Print word for word the first line of the records below and every following line through the one containing "when a reply is"; print nothing else.

* **DATASET RECORDS**:
= = = =
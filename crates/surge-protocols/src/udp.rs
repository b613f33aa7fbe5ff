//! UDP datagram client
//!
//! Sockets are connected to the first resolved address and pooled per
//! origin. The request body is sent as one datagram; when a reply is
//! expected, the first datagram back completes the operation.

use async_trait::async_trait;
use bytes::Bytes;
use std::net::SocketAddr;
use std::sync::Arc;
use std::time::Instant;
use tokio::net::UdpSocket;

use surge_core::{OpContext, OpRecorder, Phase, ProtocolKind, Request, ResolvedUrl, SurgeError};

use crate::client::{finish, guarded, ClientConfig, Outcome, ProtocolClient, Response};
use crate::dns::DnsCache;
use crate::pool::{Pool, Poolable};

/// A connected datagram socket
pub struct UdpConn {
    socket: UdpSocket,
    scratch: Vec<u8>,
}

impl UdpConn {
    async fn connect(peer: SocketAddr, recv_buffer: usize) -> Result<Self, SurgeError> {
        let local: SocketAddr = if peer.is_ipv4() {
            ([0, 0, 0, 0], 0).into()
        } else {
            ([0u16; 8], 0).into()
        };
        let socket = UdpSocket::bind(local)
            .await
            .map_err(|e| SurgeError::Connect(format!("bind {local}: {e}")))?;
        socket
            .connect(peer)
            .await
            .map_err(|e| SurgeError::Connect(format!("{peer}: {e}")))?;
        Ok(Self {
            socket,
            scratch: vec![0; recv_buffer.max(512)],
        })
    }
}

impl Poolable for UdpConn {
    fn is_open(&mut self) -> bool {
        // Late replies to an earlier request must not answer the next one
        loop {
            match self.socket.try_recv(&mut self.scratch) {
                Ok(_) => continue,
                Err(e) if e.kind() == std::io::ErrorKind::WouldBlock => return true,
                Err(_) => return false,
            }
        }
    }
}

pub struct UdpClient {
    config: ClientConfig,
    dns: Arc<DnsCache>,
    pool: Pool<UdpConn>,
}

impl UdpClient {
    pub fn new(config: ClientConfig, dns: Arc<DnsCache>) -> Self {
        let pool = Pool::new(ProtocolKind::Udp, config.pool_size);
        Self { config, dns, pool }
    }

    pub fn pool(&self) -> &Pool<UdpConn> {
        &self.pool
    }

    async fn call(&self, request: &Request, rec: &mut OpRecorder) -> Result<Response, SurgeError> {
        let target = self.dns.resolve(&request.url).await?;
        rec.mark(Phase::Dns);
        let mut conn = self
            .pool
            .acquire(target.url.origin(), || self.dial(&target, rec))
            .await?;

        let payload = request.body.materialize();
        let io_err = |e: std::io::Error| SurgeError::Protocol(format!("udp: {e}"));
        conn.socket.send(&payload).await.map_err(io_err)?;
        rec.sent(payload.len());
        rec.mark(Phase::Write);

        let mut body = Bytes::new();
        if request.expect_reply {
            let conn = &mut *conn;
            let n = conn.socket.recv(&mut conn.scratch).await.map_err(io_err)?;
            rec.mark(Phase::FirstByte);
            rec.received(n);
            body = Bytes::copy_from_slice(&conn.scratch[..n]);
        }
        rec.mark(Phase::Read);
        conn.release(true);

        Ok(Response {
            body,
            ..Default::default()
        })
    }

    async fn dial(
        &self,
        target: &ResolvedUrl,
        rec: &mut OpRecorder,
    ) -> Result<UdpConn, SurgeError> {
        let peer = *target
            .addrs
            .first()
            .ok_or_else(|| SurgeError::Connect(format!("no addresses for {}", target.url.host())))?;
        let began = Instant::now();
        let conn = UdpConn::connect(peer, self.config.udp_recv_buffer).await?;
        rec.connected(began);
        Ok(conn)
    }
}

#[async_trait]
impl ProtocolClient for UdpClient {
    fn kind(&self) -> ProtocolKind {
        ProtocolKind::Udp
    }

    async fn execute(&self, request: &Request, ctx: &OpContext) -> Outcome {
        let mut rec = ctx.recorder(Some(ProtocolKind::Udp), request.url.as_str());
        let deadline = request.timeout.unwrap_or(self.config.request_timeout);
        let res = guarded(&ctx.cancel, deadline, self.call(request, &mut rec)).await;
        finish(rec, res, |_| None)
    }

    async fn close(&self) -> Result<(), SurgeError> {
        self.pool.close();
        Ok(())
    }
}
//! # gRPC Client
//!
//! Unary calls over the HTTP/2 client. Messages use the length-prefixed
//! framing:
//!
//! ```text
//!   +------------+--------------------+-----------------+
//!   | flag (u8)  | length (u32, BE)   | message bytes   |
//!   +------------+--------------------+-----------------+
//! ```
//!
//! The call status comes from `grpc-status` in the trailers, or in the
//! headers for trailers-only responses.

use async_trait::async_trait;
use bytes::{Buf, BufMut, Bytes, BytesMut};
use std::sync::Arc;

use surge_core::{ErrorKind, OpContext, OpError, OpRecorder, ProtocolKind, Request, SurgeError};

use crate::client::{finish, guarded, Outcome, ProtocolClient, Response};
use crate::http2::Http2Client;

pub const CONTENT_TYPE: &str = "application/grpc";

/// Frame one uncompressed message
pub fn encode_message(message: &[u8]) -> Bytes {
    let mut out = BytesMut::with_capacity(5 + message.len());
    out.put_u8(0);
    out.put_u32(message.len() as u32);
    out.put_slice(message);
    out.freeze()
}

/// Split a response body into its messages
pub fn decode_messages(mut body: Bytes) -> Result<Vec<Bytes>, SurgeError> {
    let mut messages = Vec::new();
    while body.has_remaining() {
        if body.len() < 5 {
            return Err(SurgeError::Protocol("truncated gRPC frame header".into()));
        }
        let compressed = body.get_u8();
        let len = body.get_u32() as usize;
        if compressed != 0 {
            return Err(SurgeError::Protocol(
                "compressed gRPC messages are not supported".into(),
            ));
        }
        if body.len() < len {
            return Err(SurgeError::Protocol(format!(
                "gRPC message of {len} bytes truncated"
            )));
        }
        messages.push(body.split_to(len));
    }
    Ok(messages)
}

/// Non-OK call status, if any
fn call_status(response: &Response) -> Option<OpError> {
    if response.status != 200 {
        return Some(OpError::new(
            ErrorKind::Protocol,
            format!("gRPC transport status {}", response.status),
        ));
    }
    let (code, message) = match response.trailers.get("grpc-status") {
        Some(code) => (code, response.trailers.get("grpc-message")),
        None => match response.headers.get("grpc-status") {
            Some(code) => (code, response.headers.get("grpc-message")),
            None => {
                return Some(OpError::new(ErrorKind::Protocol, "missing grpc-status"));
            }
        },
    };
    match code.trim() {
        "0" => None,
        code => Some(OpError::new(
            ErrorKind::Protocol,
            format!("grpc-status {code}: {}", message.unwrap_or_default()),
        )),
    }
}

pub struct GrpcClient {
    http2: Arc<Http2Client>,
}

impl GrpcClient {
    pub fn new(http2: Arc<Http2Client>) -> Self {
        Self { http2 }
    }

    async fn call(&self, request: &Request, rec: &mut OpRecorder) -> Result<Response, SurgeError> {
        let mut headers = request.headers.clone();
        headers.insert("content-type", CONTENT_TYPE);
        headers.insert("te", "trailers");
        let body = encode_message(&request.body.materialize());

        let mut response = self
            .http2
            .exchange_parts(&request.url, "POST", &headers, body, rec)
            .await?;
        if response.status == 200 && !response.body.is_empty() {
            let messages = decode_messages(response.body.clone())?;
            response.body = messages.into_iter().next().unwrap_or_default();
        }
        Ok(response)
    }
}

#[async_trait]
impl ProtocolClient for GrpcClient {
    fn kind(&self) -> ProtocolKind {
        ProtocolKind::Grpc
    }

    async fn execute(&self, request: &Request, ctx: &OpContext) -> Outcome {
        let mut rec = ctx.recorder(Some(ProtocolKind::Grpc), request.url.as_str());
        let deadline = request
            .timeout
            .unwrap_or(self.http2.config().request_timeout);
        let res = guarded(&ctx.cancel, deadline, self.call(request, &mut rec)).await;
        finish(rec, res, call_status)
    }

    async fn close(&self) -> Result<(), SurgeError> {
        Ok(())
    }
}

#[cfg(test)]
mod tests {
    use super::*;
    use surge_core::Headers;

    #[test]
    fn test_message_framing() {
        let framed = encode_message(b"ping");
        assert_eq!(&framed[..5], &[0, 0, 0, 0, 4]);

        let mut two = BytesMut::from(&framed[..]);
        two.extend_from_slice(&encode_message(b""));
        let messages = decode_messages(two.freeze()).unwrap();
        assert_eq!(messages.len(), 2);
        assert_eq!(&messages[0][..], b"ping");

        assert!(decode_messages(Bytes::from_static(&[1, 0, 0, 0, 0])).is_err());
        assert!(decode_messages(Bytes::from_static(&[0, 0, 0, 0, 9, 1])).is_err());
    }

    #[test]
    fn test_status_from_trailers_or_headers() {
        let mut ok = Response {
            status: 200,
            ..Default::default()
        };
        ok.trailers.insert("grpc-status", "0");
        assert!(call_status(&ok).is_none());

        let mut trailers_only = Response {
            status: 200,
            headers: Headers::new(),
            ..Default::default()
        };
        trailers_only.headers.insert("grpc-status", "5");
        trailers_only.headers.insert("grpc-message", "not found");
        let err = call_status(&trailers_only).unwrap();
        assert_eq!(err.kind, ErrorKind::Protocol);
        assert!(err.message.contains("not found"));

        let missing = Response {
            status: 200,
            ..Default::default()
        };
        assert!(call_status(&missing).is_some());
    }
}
= = = =
* **YOUR RESPONSE**:
filename crates/surge-protocols/src/udp.rs
repository b613f33aa7fbe5ff
//! UDP datagram client
//!
//! Sockets are connected to the first resolved address and pooled per
//! origin. The request body is sent as one datagram; when a reply is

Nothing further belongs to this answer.